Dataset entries
== Segment start ==

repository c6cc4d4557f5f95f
//! # Domain Layer
//!
//! Core models and the error taxonomy.
//! This layer is independent of external frameworks and infrastructure.

pub mod error;
pub mod models;

pub use error::*;
pub use models::*;
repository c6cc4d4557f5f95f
pub mod application;
pub mod cli;
pub mod connector;
pub mod domain;

pub use application::{
    AnalyzeImageUseCase, ChatUseCase, CompletionClient, EncodeImageUseCase, ImageSource,
    CHAT_MODEL, MAX_IMAGE_BYTES, VISION_MODEL,
};

pub use cli::Commands;

pub use connector::{
    router, serve, Container, ContainerConfig, FsImageFile, MockBehavior, MockCompletion,
    OpenAiClient, ProxyClient,
};

pub use domain::{
    ChatSession, CompletionRequest, ContentPart, Conversation, DomainError, EncodeError, Message,
    MessageContent, RequestToken, Role, StagedImage, UpstreamError,
};
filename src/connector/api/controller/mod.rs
pub mod analyze_image_controller;
pub mod chat_controller;

pub use analyze_image_controller::analyze_image;
pub use chat_controller::chat;

use axum::http::StatusCode;
use axum::response::{IntoResponse, Response};
use axum::Json;
use serde_json::json;

pub(crate) const INVALID_JSON: &str = "Invalid JSON in request body";
pub(crate) const MISSING_CREDENTIAL: &str = "OpenAI API key not configured";

/// Every failure leaves the endpoint boundary as `{error: string}` JSON.
pub(crate) fn error_response(status: StatusCode, message: &str) -> Response {
    (status, Json(json!({ "error": message }))).into_response()
}
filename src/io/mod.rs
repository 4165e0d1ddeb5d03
mod export;
mod render;

pub use export::*;
pub use render::*;
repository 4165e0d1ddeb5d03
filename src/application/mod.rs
// Application layer - the card ledger service.
// Every operation that mutates state runs in a single transaction and
// validates character names against the registry before touching storage.

pub mod error;
pub mod service;

pub use error::*;
pub use service::*;
mod repository;

pub use repository::*;

/// SQL migration for the initial schema
pub const MIGRATION_001_INITIAL: &str = include_str!("migrations/001_initial.sql");

/// Drops every table created by the migrations
pub const SCHEMA_TEARDOWN: &str = include_str!("migrations/teardown.sql");
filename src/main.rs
use anyhow::Result;
use card_ledger::cli::Cli;
use clap::Parser;
use tracing_subscriber::filter::LevelFilter;

#[tokio::main]
async fn main() -> Result<()> {
    let cli = Cli::parse();

    let level = if cli.verbose {
        LevelFilter::DEBUG
    } else {
        LevelFilter::WARN
    };
    tracing_subscriber::fmt()
        .with_max_level(level)
        .with_writer(std::io::stderr)
        .init();

    cli.run().await
}
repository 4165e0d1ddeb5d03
use rand::Rng;
use rand::seq::SliceRandom;

use super::CardId;

/// Largest permutation `shuffle_numbers` will produce.
pub const MAX_SHUFFLE_SIZE: usize = 999;

/// Produce a uniformly random permutation of `1..=count` (Fisher-Yates).
pub fn shuffle_numbers<R: Rng + ?Sized>(
    count: usize,
    rng: &mut R,
) -> Result<Vec<CardId>, ShuffleError> {
    if count > MAX_SHUFFLE_SIZE {
        return Err(ShuffleError::TooLarge {
            requested: count,
            max: MAX_SHUFFLE_SIZE,
        });
    }

    // count <= 999 so the cast cannot truncate
    let mut numbers: Vec<CardId> = (1..=count as CardId).collect();
    numbers.shuffle(rng);
    Ok(numbers)
}

#[derive(Debug, Clone, PartialEq, Eq)]
pub enum ShuffleError {
    TooLarge { requested: usize, max: usize },
}

impl std::fmt::Display for ShuffleError {
    fn fmt(&self, f: &mut std::fmt::Formatter<'_>) -> std::fmt::Result {
        match self {
            ShuffleError::TooLarge { requested, max } => {
                write!(f, "Cannot shuffle {} numbers (maximum is {})", requested, max)
            }
        }
    }
}

impl std::error::Error for ShuffleError {}
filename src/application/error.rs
use thiserror::Error;

use crate::domain::ShuffleError;

#[derive(Error, Debug)]
pub enum LedgerError {
    #[error("Unknown character: {0}")]
    UnknownCharacter(String),

    #[error("Invalid character name '{0}': use 1-32 letters, digits, '_' or '-'")]
    InvalidCharacterName(String),

    #[error("Insufficient cards held by {character}: holding {available}, requested {requested}")]
    InsufficientCards {
        character: String,
        available: i64,
        requested: i64,
    },

    #[error("Insufficient chips for {character}: balance {balance}, requested {requested}")]
    InsufficientChips {
        character: String,
        balance: i64,
        requested: i64,
    },

    #[error("Invalid amount: {0}")]
    InvalidAmount(String),

    #[error("Source and destination are the same character: {0}")]
    SameCharacter(String),

    #[error("Cannot shuffle {requested} cards (maximum is {max})")]
    ShuffleTooLarge { requested: usize, max: usize },

    #[error("Canonical deck is incomplete: found {found} cards, run init first")]
    DeckIncomplete { found: i64 },

    #[error("Database error: {0}")]
    Database(#[from] anyhow::Error),
}

impl From<ShuffleError> for LedgerError {
    fn from(err: ShuffleError) -> Self {
        match err {
            ShuffleError::TooLarge { requested, max } => {
                LedgerError::ShuffleTooLarge { requested, max }
            }
        }
    }
}
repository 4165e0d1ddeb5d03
use std::fmt;

use serde::{Deserialize, Serialize};

/// Number of cards in the canonical deck.
pub const DECK_SIZE: usize = 52;

/// Canonical card ids run from 1 to 52.
pub type CardId = u32;

#[derive(Debug, Clone, Copy, PartialEq, Eq, Hash, PartialOrd, Ord, Serialize, Deserialize)]
pub enum Rank {
    Ace,
    King,
    Queen,
    Jack,
    Ten,
    Nine,
    Eight,
    Seven,
    Six,
    Five,
    Four,
    Three,
    Two,
}

impl Rank {
    /// Ranks in canonical deck order: royals first, then 10 down to 2.
    pub const ALL: [Rank; 13] = [
        Rank::Ace,
        Rank::King,
        Rank::Queen,
        Rank::Jack,
        Rank::Ten,
        Rank::Nine,
        Rank::Eight,
        Rank::Seven,
        Rank::Six,
        Rank::Five,
        Rank::Four,
        Rank::Three,
        Rank::Two,
    ];

    pub fn code(&self) -> &'static str {
        match self {
            Rank::Ace => "A",
            Rank::King => "K",
            Rank::Queen => "Q",
            Rank::Jack => "J",
            Rank::Ten => "10",
            Rank::Nine => "9",
            Rank::Eight => "8",
            Rank::Seven => "7",
            Rank::Six => "6",
            Rank::Five => "5",
            Rank::Four => "4",
            Rank::Three => "3",
            Rank::Two => "2",
        }
    }

    pub fn from_code(s: &str) -> Option<Self> {
        match s.trim().to_uppercase().as_str() {
            "A" | "ACE" => Some(Rank::Ace),
            "K" | "KING" => Some(Rank::King),
            "Q" | "QUEEN" => Some(Rank::Queen),
            "J" | "JACK" => Some(Rank::Jack),
            "10" | "T" => Some(Rank::Ten),
            "9" => Some(Rank::Nine),
            "8" => Some(Rank::Eight),
            "7" => Some(Rank::Seven),
            "6" => Some(Rank::Six),
            "5" => Some(Rank::Five),
            "4" => Some(Rank::Four),
            "3" => Some(Rank::Three),
            "2" => Some(Rank::Two),
            _ => None,
        }
    }
}

impl fmt::Display for Rank {
    fn fmt(&self, f: &mut fmt::Formatter<'_>) -> fmt::Result {
        write!(f, "{}", self.code())
    }
}

#[derive(Debug, Clone, Copy, PartialEq, Eq, Hash, PartialOrd, Ord, Serialize, Deserialize)]
pub enum Suit {
    Heart,
    Diamond,
    Club,
    Spade,
}

impl Suit {
    pub const ALL: [Suit; 4] = [Suit::Heart, Suit::Diamond, Suit::Club, Suit::Spade];

    pub fn symbol(&self) -> &'static str {
        match self {
            Suit::Heart => "♥",
            Suit::Diamond => "♦",
            Suit::Club => "♣",
            Suit::Spade => "♠",
        }
    }

    /// Accepts the stored symbol as well as the suit name.
    pub fn from_symbol(s: &str) -> Option<Self> {
        match s.trim() {
            "♥" => Some(Suit::Heart),
            "♦" => Some(Suit::Diamond),
            "♣" => Some(Suit::Club),
            "♠" => Some(Suit::Spade),
            other => match other.to_lowercase().as_str() {
                "heart" | "hearts" | "h" => Some(Suit::Heart),
                "diamond" | "diamonds" | "d" => Some(Suit::Diamond),
                "club" | "clubs" | "c" => Some(Suit::Club),
                "spade" | "spades" | "s" => Some(Suit::Spade),
                _ => None,
            },
        }
    }
}

impl fmt::Display for Suit {
    fn fmt(&self, f: &mut fmt::Formatter<'_>) -> fmt::Result {
        write!(f, "{}", self.symbol())
    }
}

/// A rank/suit pair. Holdings carry copies of these, never references.
#[derive(Debug, Clone, Copy, PartialEq, Eq, Hash, PartialOrd, Ord, Serialize, Deserialize)]
pub struct Card {
    pub rank: Rank,
    pub suit: Suit,
}

impl Card {
    pub const fn new(rank: Rank, suit: Suit) -> Self {
        Self { rank, suit }
    }

    /// Short code such as `A♥` or `10♠`.
    pub fn code(&self) -> String {
        format!("{}{}", self.rank.code(), self.suit.symbol())
    }
}

impl fmt::Display for Card {
    fn fmt(&self, f: &mut fmt::Formatter<'_>) -> fmt::Result {
        write!(f, "{}{}", self.rank, self.suit)
    }
}

/// One of the 52 fixed reference cards.
#[derive(Debug, Clone, Copy, PartialEq, Eq, Serialize, Deserialize)]
pub struct CanonicalCard {
    pub id: CardId,
    pub card: Card,
}

/// Build the canonical deck with ids 1..=52.
///
/// Ordering is by rank (A, K, Q, J, 10 .. 2), and by suit within a rank
/// (heart, diamond, club, spade), so id 1 is `A♥` and id 52 is `2♠`.
pub fn canonical_deck() -> Vec<CanonicalCard> {
    Rank::ALL
        .iter()
        .flat_map(|&rank| Suit::ALL.iter().map(move |&suit| Card::new(rank, suit)))
        .zip(1..)
        .map(|(card, id)| CanonicalCard { id, card })
        .collect()
}

#[cfg(test)]
mod tests {
    use std::collections::HashSet;

    use super::*;

    #[test]
    fn test_canonical_deck_has_52_unique_cards() {
        let deck = canonical_deck();
        assert_eq!(deck.len(), DECK_SIZE);

        let ids: HashSet<CardId> = deck.iter().map(|c| c.id).collect();
        assert_eq!(ids, (1..=52).collect());

        let cards: HashSet<Card> = deck.iter().map(|c| c.card).collect();
        assert_eq!(cards.len(), DECK_SIZE);
    }

    #[test]
    fn test_canonical_order() {
        let deck = canonical_deck();
        assert_eq!(deck[0].card, Card::new(Rank::Ace, Suit::Heart));
        assert_eq!(deck[3].card, Card::new(Rank::Ace, Suit::Spade));
        assert_eq!(deck[4].card, Card::new(Rank::King, Suit::Heart));
        assert_eq!(deck[51].card, Card::new(Rank::Two, Suit::Spade));
    }

    #[test]
    fn test_rank_code_roundtrip() {
        for rank in Rank::ALL {
            assert_eq!(Rank::from_code(rank.code()), Some(rank));
        }
        assert_eq!(Rank::from_code("ace"), Some(Rank::Ace));
        assert_eq!(Rank::from_code("11"), None);
    }

    #[test]
    fn test_suit_parsing() {
        for suit in Suit::ALL {
            assert_eq!(Suit::from_symbol(suit.symbol()), Some(suit));
        }
        assert_eq!(Suit::from_symbol("Spade"), Some(Suit::Spade));
        assert_eq!(Suit::from_symbol("x"), None);
    }

    #[test]
    fn test_card_code() {
        assert_eq!(Card::new(Rank::Ten, Suit::Club).code(), "10♣");
        assert_eq!(Card::new(Rank::Queen, Suit::Diamond).to_string(), "Q♦");
    }
}
pub mod model;
pub mod routes;

pub use routes::routes;
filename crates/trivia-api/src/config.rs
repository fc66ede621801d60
use std::env;

/// Runtime environment, selects log output format among other things.
#[derive(Clone, Copy, Debug, PartialEq, Eq)]
pub enum Environment {
    Development,
    Production,
}

impl Environment {
    pub const fn is_development(&self) -> bool {
        matches!(self, Self::Development)
    }
}

#[derive(Clone, Debug)]
pub struct ApiConfig {
    pub database_url: String,
    pub listen_addr: String,
    pub env: Environment,
}

impl ApiConfig {
    pub fn from_env() -> Result<Self, env::VarError> {
        Ok(Self {
            database_url: env::var("DATABASE_URL")?,
            listen_addr: env::var("LISTEN_ADDR").unwrap_or_else(|_| "0.0.0.0:3000".to_string()),
            env: match env::var("APP_ENV").as_deref() {
                Ok("production") => Environment::Production,
                _ => Environment::Development,
            },
        })
    }
}
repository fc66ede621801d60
mod common;
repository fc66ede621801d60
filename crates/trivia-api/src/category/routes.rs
use axum::{
    Json, Router,
    extract::{Path, Query, State},
    routing::get,
};
use serde_json::{Value, json};
use trivia_db::repositories::{category, question};

use crate::{
    ApiState,
    error::ApiError,
    pagination::{PageQuery, paginate},
};

/// Create the category routes
pub fn routes() -> Router<ApiState> {
    Router::new()
        .route("/categories", get(list_categories))
        .route("/category/{id}", get(questions_by_category))
}

/// List every category.
async fn list_categories(State(state): State<ApiState>) -> Result<Json<Value>, ApiError> {
    let categories = category::list_all(&state.pool).await?;
    let total = categories.len();

    Ok(Json(json!({
        "success": true,
        "categories": categories,
        "total_categories": total,
    })))
}

/// One page of the questions belonging to a category.
///
/// An unknown category id is a 404; a page past the end of a known category's
/// questions is an empty list with the real totals.
async fn questions_by_category(
    State(state): State<ApiState>,
    Path(id): Path<i64>,
    Query(PageQuery { page }): Query<PageQuery>,
) -> Result<Json<Value>, ApiError> {
    let category = category::find_by_id(&state.pool, id)
        .await?
        .ok_or(ApiError::NotFound)?;

    let questions = question::list_by_category(&state.pool, id).await?;
    let page_items = paginate(&questions, page.unwrap_or(1));

    Ok(Json(json!({
        "success": true,
        "questions": page_items,
        "total_questions": questions.len(),
        "current_category": category.name,
    })))
}
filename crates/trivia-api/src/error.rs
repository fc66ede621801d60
use axum::{
    Json,
    http::StatusCode,
    response::{IntoResponse, Response},
};
use serde_json::json;
use thiserror::Error;

/// Domain errors, each mapped to a fixed JSON error body.
///
/// The HTTP status always matches the `status_code` field in the body, and
/// validation runs before persistence so a missing request field is a 422,
/// never a 500.
#[derive(Error, Debug)]
pub enum ApiError {
    #[error("resource not found")]
    NotFound,
    #[error("unprocessable request: {0}")]
    Unprocessable(String),
    #[error("database error: {0}")]
    Database(#[from] sqlx::Error),
}

impl IntoResponse for ApiError {
    fn into_response(self) -> Response {
        let status = match &self {
            Self::NotFound => StatusCode::NOT_FOUND,
            Self::Unprocessable(reason) => {
                tracing::debug!(%reason, "rejecting unprocessable request");
                StatusCode::UNPROCESSABLE_ENTITY
            }
            // A lookup that came back empty is a missing resource, not a failure.
            Self::Database(sqlx::Error::RowNotFound) => StatusCode::NOT_FOUND,
            Self::Database(err) => {
                tracing::error!(error = %err, "database failure");
                StatusCode::INTERNAL_SERVER_ERROR
            }
        };

        let message = match status {
            StatusCode::NOT_FOUND => "Resource Not Found.",
            StatusCode::UNPROCESSABLE_ENTITY => "Request is Not Processable.",
            _ => "Internal Server Error",
        };

        (
            status,
            Json(json!({
                "status_code": status.as_u16(),
                "message": message,
                "success": false,
            })),
        )
            .into_response()
    }
}
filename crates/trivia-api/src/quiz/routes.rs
use axum::{Json, Router, extract::State, routing::post};
use rand::seq::IteratorRandom;
use serde::Deserialize;
use serde_json::{Value, json};
use trivia_db::{models::Question, repositories::question};

use crate::{ApiState, error::ApiError};

/// Create the quiz routes
pub fn routes() -> Router<ApiState> {
    Router::new().route("/quizzes", post(play_quiz))
}

#[derive(Debug, Deserialize)]
#[serde(rename_all = "camelCase")]
struct QuizRequest {
    quiz_category: QuizCategory,
    #[serde(default)]
    previous_questions: Vec<i64>,
}

#[derive(Debug, Deserialize)]
struct QuizCategory {
    id: i64,
}

/// Serve one random question from the category that the caller has not seen
/// yet. When every question in the category has been asked, `question` is
/// null and the client knows the quiz is over.
async fn play_quiz(
    State(state): State<ApiState>,
    payload: Option<Json<QuizRequest>>,
) -> Result<Json<Value>, ApiError> {
    let Some(Json(payload)) = payload else {
        return Err(ApiError::Unprocessable("missing request body".to_string()));
    };

    let questions = question::list_by_category(&state.pool, payload.quiz_category.id).await?;
    let next = pick_unseen(questions, &payload.previous_questions);

    Ok(Json(json!({
        "question": next,
        "success": true,
    })))
}

/// Pick uniformly at random from the eligible set: questions not present in
/// the caller's previously-asked id list. Returns `None` when the set is
/// empty, so exhaustion is a value rather than an error path.
fn pick_unseen(questions: Vec<Question>, previous: &[i64]) -> Option<Question> {
    questions
        .into_iter()
        .filter(|q| !previous.contains(&q.id))
        .choose(&mut rand::thread_rng())
}
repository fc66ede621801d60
pub mod routes;

pub use routes::routes;
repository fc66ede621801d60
use axum::http::{Method, header};
use tower_http::cors::{Any, CorsLayer};

/// CORS layer permitting any origin.
///
/// Allowed methods and headers are advertised through the two distinct
/// `Access-Control-Allow-Methods` / `Access-Control-Allow-Headers` headers.
pub fn create_cors_layer() -> CorsLayer {
    CorsLayer::new()
        .allow_origin(Any)
        .allow_methods([Method::GET, Method::POST, Method::DELETE, Method::OPTIONS])
        .allow_headers([header::CONTENT_TYPE])
}
pub mod category;
pub mod config;
pub mod error;
pub mod middleware;
pub mod pagination;
pub mod question;
pub mod quiz;
pub mod router;
pub mod state;
pub mod tracing;

pub use config::ApiConfig;
pub use error::ApiError;
pub use state::ApiState;
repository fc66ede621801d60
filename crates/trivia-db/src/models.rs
use serde::{Deserialize, Serialize};

/// Category model - a labeled grouping for questions
#[derive(Debug, Clone, Serialize, Deserialize, sqlx::FromRow)]
pub struct Category {
    /// Unique category identifier
    pub id: i64,
    /// Display name (e.g. "Science", "History")
    pub name: String,
}

/// Question model - a trivia prompt with its answer
#[derive(Debug, Clone, Serialize, Deserialize, sqlx::FromRow)]
pub struct Question {
    /// Unique question identifier
    pub id: i64,
    /// The prompt text
    pub question: String,
    /// The answer text
    pub answer: String,
    /// Category this question belongs to (foreign key by id)
    pub category: i64,
    /// Difficulty rating
    pub difficulty: i64,
}
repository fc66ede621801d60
//! Tracing and logging configuration for the application
//!
//! This module provides structured logging with different configurations
//! for development and production environments.

use tracing_subscriber::{EnvFilter, Layer, layer::SubscriberExt, util::SubscriberInitExt};

use crate::config::Environment;

/// Initialize tracing/logging based on the environment
///
/// # Environment Variables
/// - `RUST_LOG`: Override default log level (e.g., `RUST_LOG=debug,tower_http=trace`)
pub fn init_tracing(env: &Environment) {
    if env.is_development() {
        init_development_tracing();
    } else {
        init_production_tracing();
    }
}

/// Pretty-printed, human-readable logs with file locations
fn init_development_tracing() {
    let env_filter = EnvFilter::try_from_default_env()
        .unwrap_or_else(|_| EnvFilter::new("debug,tower_http=debug,sqlx=warn"));

    tracing_subscriber::registry()
        .with(
            tracing_subscriber::fmt::layer()
                .with_target(true)
                .with_line_number(true)
                .with_file(true)
                .pretty()
                .with_filter(env_filter),
        )
        .init();

    tracing::info!("Tracing initialized in development mode");
}

/// JSON-formatted structured logs for log aggregation systems
fn init_production_tracing() {
    let env_filter = EnvFilter::try_from_default_env()
        .unwrap_or_else(|_| EnvFilter::new("info,tower_http=info,sqlx=warn"));

    tracing_subscriber::registry()
        .with(
            tracing_subscriber::fmt::layer()
                .json()
                .with_current_span(true)
                .with_span_list(true)
                .flatten_event(true)
                .with_target(true)
                .with_filter(env_filter),
        )
        .init();

    tracing::info!("Tracing initialized in production mode");
}
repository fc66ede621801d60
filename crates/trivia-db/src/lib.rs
pub mod models;
pub mod repositories;

use std::str::FromStr;

use anyhow::Context;
use sqlx::sqlite::{SqliteConnectOptions, SqlitePool, SqlitePoolOptions};

/// Create a SQLite connection pool, creating the database file if needed.
pub async fn create_pool(database_url: &str) -> anyhow::Result<SqlitePool> {
    let options = SqliteConnectOptions::from_str(database_url)
        .context("invalid DATABASE_URL")?
        .create_if_missing(true);

    let pool = SqlitePoolOptions::new()
        .max_connections(10)
        .connect_with(options)
        .await
        .context("failed to connect to database")?;

    Ok(pool)
}

/// Run the migrations bundled at compile time from this crate's `migrations/` folder.
pub async fn migrate(pool: &SqlitePool) -> anyhow::Result<()> {
    sqlx::migrate!()
        .run(pool)
        .await
        .context("failed to run migrations")?;

    Ok(())
}
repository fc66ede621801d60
use serde::Deserialize;

use crate::error::ApiError;

/// Incoming payload for question creation.
///
/// Every field is optional at the wire level so that a missing field surfaces
/// as a validation failure instead of a deserialization rejection.
#[derive(Debug, Deserialize)]
pub struct CreateQuestion {
    pub question: Option<String>,
    pub answer: Option<String>,
    pub difficulty: Option<i64>,
    pub category: Option<i64>,
}

/// A fully validated question, ready to persist.
#[derive(Debug)]
pub struct NewQuestion {
    pub question: String,
    pub answer: String,
    pub difficulty: i64,
    pub category: i64,
}

impl CreateQuestion {
    /// Require all four fields; text fields must be non-blank.
    pub fn validate(self) -> Result<NewQuestion, ApiError> {
        let question = require_text("question", self.question)?;
        let answer = require_text("answer", self.answer)?;
        let difficulty = require_field("difficulty", self.difficulty)?;
        let category = require_field("category", self.category)?;

        Ok(NewQuestion {
            question,
            answer,
            difficulty,
            category,
        })
    }
}

/// Incoming payload for question search.
#[derive(Debug, Deserialize)]
pub struct SearchRequest {
    pub search_term: Option<String>,
}

impl SearchRequest {
    pub fn validate(self) -> Result<String, ApiError> {
        require_text("search_term", self.search_term)
    }
}

fn require_text(field: &str, value: Option<String>) -> Result<String, ApiError> {
    match value {
        Some(text) if !text.trim().is_empty() => Ok(text),
        _ => Err(missing(field)),
    }
}

fn require_field<T>(field: &str, value: Option<T>) -> Result<T, ApiError> {
    value.ok_or_else(|| missing(field))
}

fn missing(field: &str) -> ApiError {
    ApiError::Unprocessable(format!("missing or empty field: {field}"))
}
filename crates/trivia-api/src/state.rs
use sqlx::SqlitePool;

#[derive(Clone)]
pub struct ApiState {
    pub pool: SqlitePool,
}

impl ApiState {
    pub const fn new(pool: SqlitePool) -> Self {
        Self { pool }
    }
}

== Segment end ==

▶ **Directions for this task**
The expected answer is every line above in which the word "body" appears.

▶ **The completed task**
pub(crate) const INVALID_JSON: &str = "Invalid JSON in request body";
/// Domain errors, each mapped to a fixed JSON error body.
/// The HTTP status always matches the `status_code` field in the body, and
        return Err(ApiError::Unprocessable("missing request body".to_string()));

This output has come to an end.